My relationship to power began in force. Immediately after the revolution I reached the top of the pyramid of the college student movement where I organized strikes, demonstrations, I fired teachers, I restructured the curriculum, I negotiated with government honchos. I wrestled with the power to change most, quickest and deepest. I was 20 years old and powerful enough to change destinies.
I’ve never had the power bug. I grew up in a one-parent home, mostly by myself, in full control of my time. Other children’s parents would always give me as an example to their sometimes older kids and when they’d go in a “no kids” holiday, they’d ask me to keep an eye on their child. The fact that I was taller and went to school more than 1 year earlier than the kids my age. It’s probably my height that caused me to get elected once as “row commander” and I hated it. This was a stepping stone to becoming “class commander” and I did my best to get out of that, which meant talking my desk-mate into taking that role. We “split” shortly thereafter, he had become insufferable. He’s now married, has one child and is one of the best lawyers of his generation. Long after I was to learn that the mere act of placing someone in a position of authority decreases both their IQ & EQ by at least 20 points, which for many means halving these quotients.
Most of the time I wanted to just observe and keep a low profile. I saw leadership as something to run away from, especially when it meant hypocrisy and paying lip service to “comrade To’ar’shu and his distinguished consort”.
In high-school I felt no connection to most of the other students. I ended up in a class with around 4 or 5 friends from primary school, including a former desk-mate, but by then we had grown apart and we felt we hadn’t much in common. My one-parent home had become a no-parent home: I shared the fate of many other kids whose parents fled to better (strawberry) fields, where grass was greener and there were fruits to pick. Except that fields were white and the air was too humid, but those are details. What matters was that I now had more freedom than I could possibly use, especially of the stay in the morning line-up to buy milk kind. I was drowning in adult responsibilities, but I was too proud to admit that I was in over my head and besides, even if I were to ask for help, there was nobody to hear me: the kids I was playing with had nice, middle aged mothers who were mostly wiling to help me in all kinds of ways, none of which was actually helpful. These new found responsibilities distanced me somehow from my peers. I had to make money, I had bills to pay and all they were thinking of was to skip classes to watch the poor quality sex ed tapes from the West being shown in all cinemas which were now masquerading as porn. Emmanuel 22 1/2 was big, I thought it was dull and boring.

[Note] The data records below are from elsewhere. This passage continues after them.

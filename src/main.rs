use anyhow::Result;
use clap::Parser;
use tracing_subscriber::EnvFilter;

mod citations;
mod cli;
mod error;
mod fingerprint;
mod fixes;
mod services;
mod session;
mod util;
mod workflow;

use cli::{Command, RootArgs};
use fixes::StderrNotifier;
use services::HttpBackend;
use workflow::EditFields;

fn init_tracing() {
    let filter = EnvFilter::try_from_default_env().unwrap_or_else(|_| EnvFilter::new("info"));
    tracing_subscriber::fmt()
        .with_env_filter(filter)
        .with_target(false)
        .with_writer(std::io::stderr)
        .init();
}

fn main() {
    init_tracing();
    if let Err(err) = run() {
        tracing::error!("{err}");
        for cause in err.chain().skip(1) {
            tracing::error!("  caused by: {cause}");
        }
        std::process::exit(1);
    }
}

fn run() -> Result<()> {
    let args = RootArgs::parse();

    match args.command {
        Command::Upload(upload) => {
            let backend = HttpBackend::from_env()?;
            workflow::run_upload(&upload.session, &upload.file, &backend)
        }
        Command::Verify(verify) => workflow::run_verify(&verify.session),
        Command::Edit(edit) => workflow::run_edit(
            &edit.session,
            EditFields {
                title: edit.title,
                authors: edit.authors,
                abstract_text: edit.abstract_text,
                headings: edit.headings,
                references_file: edit.references_file,
            },
        ),
        Command::Confirm(confirm) => workflow::run_confirm(&confirm.session),
        Command::Fix(fix) => {
            let backend = HttpBackend::from_env()?;
            workflow::run_fix(&fix.session, &fix.name, &backend, &mut StderrNotifier)
        }
        Command::Citations(citations) => {
            let backend = HttpBackend::from_env()?;
            let stdin = std::io::stdin();
            workflow::run_citations(&citations.session, &backend, &mut stdin.lock())
        }
        Command::Finalize(finalize) => workflow::run_finalize(&finalize.session),
        Command::Export(export) => {
            let backend = HttpBackend::from_env()?;
            workflow::run_export(&export.session, &export.out, export.kind, &backend)
        }
        Command::Status(status) => workflow::run_status(&status.session, status.json),
        Command::Reset(reset) => workflow::run_reset(&reset.session),
    }
}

I coveted one single “position of responsibility” during my time in Romania. Since primary school, I used to spend all my winter holidays at a chalet at the top of the mountain in Poiana Brasov, Cabanita. One season, Mr Gliga asked me if I wanted to be monitor in the next one and it didn’t take me long to accept. But Cabanita burned down to the ground that same year or the next, Mr Gliga died shortly of heart complications and with them some of my most treasured memories of my childhood. One year later I left for Canada.